**Description of the task**. Your answer should consist only of the lines below from the one with "for validity timestamps" through the one with "pub fn set(&self, now: i64)", copied exactly.

START Dataset

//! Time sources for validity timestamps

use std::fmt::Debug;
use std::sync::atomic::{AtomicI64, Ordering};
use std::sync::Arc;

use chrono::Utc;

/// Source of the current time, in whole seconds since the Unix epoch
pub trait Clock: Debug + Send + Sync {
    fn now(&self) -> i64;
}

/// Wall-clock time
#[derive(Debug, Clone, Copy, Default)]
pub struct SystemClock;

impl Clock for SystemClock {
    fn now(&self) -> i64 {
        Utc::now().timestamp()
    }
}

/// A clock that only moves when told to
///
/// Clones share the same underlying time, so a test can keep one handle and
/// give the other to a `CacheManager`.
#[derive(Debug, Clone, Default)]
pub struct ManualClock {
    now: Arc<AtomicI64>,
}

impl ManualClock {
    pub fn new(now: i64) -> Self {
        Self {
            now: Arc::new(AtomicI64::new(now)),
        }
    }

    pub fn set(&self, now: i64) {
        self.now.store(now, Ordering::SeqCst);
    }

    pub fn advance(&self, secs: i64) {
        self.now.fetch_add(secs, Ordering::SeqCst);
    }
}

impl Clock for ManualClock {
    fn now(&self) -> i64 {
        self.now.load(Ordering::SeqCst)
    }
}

END Dataset
START Dataset

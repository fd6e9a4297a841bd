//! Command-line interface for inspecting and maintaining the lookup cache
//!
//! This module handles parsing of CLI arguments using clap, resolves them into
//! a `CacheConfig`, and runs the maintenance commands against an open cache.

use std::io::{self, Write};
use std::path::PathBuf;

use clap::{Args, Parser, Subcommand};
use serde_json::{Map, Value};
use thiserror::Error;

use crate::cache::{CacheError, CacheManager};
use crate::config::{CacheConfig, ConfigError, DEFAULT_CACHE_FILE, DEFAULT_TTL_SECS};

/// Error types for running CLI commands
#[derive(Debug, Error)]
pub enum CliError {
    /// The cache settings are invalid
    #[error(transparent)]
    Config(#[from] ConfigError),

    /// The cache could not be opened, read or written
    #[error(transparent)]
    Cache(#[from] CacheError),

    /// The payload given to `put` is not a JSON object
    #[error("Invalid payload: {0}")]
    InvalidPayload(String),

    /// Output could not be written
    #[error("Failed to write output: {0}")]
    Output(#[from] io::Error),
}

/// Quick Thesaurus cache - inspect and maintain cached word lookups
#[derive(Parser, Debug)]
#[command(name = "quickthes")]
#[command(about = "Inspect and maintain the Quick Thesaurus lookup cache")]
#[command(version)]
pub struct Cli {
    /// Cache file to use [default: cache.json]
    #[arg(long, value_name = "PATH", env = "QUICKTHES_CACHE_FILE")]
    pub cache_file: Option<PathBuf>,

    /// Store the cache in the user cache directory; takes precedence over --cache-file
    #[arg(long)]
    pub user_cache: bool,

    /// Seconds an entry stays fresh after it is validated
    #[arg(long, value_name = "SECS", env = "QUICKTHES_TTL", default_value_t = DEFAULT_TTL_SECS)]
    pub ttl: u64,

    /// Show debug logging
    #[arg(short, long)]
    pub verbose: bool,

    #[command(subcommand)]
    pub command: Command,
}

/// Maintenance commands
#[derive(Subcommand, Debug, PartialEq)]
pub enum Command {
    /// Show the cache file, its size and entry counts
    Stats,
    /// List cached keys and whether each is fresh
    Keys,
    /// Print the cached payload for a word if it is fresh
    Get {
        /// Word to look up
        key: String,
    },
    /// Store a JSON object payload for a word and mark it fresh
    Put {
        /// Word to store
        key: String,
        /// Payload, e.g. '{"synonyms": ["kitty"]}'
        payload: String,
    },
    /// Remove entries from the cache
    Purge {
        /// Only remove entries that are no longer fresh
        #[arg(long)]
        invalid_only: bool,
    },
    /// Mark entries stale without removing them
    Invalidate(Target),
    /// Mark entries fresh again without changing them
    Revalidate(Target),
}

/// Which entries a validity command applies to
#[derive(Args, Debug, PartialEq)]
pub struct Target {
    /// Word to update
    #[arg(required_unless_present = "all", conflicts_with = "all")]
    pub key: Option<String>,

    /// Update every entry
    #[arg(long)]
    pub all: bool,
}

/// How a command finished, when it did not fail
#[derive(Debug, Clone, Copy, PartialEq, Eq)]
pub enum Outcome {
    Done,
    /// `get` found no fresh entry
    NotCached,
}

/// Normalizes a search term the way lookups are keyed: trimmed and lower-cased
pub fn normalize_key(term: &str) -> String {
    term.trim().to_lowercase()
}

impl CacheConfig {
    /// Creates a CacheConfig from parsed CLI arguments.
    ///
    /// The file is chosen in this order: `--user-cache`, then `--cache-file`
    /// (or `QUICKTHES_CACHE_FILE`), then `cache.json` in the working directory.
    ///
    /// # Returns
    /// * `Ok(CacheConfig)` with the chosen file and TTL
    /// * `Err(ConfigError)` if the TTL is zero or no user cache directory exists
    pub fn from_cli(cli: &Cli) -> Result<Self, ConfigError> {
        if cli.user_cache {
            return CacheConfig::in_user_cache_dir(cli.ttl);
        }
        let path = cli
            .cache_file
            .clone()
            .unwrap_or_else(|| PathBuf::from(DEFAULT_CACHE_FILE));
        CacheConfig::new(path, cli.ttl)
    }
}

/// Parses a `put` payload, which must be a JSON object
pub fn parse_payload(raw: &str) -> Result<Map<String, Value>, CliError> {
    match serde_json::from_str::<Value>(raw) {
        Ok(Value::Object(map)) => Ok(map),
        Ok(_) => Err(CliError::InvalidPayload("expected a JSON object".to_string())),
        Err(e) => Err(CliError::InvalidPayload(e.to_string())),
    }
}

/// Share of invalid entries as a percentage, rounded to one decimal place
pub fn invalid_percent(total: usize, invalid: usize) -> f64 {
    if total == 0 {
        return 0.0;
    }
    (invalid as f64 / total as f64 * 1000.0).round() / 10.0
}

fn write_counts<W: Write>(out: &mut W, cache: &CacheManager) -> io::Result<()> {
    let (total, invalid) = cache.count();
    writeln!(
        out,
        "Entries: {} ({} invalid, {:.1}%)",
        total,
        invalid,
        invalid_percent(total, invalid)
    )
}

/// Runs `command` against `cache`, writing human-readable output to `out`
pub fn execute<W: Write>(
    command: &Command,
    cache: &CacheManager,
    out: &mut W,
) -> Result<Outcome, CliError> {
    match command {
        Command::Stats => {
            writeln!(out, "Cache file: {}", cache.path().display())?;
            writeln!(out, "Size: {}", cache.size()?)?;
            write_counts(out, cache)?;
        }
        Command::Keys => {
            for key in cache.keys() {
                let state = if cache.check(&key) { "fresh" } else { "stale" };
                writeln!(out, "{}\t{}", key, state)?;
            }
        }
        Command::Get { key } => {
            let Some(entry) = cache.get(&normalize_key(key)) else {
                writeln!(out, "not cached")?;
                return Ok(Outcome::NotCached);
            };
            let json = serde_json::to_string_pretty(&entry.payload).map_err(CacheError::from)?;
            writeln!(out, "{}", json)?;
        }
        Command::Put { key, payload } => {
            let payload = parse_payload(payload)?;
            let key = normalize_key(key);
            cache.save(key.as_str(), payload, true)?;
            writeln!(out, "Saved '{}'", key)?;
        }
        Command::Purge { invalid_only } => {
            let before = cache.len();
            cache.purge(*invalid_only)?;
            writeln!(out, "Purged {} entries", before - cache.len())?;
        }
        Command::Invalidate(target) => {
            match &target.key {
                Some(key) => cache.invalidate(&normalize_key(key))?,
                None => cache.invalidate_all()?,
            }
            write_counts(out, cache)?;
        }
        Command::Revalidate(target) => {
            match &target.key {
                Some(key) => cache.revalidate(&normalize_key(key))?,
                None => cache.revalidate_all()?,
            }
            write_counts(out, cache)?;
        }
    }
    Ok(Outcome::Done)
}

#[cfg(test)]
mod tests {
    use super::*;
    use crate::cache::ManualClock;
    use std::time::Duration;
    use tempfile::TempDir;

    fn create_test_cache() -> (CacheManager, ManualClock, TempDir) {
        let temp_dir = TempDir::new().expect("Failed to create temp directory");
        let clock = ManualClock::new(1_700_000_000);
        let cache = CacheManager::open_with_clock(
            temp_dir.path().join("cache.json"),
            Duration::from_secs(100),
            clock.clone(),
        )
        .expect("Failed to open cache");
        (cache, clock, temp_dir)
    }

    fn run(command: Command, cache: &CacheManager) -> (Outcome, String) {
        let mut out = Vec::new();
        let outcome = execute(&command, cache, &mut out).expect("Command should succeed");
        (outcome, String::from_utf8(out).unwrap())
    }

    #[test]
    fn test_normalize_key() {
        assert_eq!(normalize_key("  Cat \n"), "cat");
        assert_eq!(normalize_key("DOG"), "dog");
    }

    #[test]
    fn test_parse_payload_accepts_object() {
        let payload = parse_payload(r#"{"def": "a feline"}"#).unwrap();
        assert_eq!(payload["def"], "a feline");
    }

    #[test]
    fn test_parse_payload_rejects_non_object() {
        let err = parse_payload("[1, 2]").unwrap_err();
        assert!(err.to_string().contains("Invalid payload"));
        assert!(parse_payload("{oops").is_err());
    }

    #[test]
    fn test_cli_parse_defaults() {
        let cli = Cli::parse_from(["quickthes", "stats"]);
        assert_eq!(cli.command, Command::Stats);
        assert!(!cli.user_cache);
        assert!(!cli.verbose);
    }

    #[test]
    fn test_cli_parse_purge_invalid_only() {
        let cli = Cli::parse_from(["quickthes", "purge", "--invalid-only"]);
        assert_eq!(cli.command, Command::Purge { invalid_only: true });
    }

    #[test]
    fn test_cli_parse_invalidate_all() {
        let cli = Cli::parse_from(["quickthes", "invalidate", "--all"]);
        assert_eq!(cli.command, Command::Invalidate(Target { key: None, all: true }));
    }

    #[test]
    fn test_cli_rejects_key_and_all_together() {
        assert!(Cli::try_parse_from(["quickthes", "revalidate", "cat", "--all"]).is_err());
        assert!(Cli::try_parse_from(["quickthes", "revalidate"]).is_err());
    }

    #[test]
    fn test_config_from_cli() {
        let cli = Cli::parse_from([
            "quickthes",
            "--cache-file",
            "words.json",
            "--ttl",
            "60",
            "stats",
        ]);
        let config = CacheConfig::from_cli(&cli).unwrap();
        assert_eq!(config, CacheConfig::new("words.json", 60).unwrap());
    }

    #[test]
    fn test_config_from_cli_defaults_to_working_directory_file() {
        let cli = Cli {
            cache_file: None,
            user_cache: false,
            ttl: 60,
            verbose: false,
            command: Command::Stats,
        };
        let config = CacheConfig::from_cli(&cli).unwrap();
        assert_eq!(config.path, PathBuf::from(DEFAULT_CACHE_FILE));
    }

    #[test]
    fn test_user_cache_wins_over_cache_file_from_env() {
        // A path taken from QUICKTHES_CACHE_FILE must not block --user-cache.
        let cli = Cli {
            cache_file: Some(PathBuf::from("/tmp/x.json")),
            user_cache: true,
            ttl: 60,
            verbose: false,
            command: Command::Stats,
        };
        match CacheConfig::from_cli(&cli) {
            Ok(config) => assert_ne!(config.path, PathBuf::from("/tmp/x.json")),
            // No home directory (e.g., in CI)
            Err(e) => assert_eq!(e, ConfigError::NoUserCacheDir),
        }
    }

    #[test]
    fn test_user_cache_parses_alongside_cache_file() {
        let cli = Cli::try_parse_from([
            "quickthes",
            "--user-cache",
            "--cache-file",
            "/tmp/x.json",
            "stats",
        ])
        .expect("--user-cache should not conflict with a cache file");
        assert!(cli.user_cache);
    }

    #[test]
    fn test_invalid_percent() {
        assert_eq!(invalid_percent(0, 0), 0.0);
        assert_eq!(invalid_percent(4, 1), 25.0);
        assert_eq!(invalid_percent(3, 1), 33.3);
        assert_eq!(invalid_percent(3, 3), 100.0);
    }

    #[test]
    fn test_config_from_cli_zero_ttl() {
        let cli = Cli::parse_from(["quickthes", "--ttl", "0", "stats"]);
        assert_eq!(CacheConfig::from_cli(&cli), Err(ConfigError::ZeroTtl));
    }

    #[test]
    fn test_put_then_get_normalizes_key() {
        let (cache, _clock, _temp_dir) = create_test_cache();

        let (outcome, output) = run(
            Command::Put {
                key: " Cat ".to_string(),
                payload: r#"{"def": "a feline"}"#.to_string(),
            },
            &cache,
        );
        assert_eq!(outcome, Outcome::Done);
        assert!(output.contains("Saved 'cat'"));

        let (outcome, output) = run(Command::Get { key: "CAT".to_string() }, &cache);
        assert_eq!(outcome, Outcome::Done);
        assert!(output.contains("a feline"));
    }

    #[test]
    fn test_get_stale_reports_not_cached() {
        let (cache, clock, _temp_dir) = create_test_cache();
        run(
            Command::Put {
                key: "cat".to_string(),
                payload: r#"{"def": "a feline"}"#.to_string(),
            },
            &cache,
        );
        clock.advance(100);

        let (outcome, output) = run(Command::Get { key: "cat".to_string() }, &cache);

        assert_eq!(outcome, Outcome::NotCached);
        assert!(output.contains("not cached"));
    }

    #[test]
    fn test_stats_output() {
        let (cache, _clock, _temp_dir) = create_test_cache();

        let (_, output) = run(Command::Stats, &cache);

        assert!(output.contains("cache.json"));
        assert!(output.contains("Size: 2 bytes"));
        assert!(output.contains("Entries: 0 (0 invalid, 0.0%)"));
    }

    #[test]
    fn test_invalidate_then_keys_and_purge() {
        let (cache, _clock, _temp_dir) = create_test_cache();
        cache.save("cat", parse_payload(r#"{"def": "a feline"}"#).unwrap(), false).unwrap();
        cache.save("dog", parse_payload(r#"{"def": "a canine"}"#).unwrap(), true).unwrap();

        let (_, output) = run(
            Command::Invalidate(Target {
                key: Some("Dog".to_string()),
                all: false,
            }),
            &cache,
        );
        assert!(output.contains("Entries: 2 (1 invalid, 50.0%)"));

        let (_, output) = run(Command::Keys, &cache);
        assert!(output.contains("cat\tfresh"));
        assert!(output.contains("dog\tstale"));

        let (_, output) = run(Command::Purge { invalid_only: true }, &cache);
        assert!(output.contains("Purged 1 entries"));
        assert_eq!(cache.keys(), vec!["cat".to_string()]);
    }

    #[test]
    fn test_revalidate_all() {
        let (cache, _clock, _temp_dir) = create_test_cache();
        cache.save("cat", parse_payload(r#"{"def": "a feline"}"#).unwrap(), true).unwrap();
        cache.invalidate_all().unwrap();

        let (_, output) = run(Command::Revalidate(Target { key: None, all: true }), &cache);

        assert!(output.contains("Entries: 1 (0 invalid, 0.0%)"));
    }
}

END Dataset

**Result of the exercise**.
//! Time sources for validity timestamps

use std::fmt::Debug;
use std::sync::atomic::{AtomicI64, Ordering};
use std::sync::Arc;

use chrono::Utc;

/// Source of the current time, in whole seconds since the Unix epoch
pub trait Clock: Debug + Send + Sync {
    fn now(&self) -> i64;
}

/// Wall-clock time
#[derive(Debug, Clone, Copy, Default)]
pub struct SystemClock;

impl Clock for SystemClock {
    fn now(&self) -> i64 {
        Utc::now().timestamp()
    }
}

/// A clock that only moves when told to
///
/// Clones share the same underlying time, so a test can keep one handle and
/// give the other to a `CacheManager`.
#[derive(Debug, Clone, Default)]
pub struct ManualClock {
    now: Arc<AtomicI64>,
}

impl ManualClock {
    pub fn new(now: i64) -> Self {
        Self {
            now: Arc::new(AtomicI64::new(now)),
        }
    }

    pub fn set(&self, now: i64) {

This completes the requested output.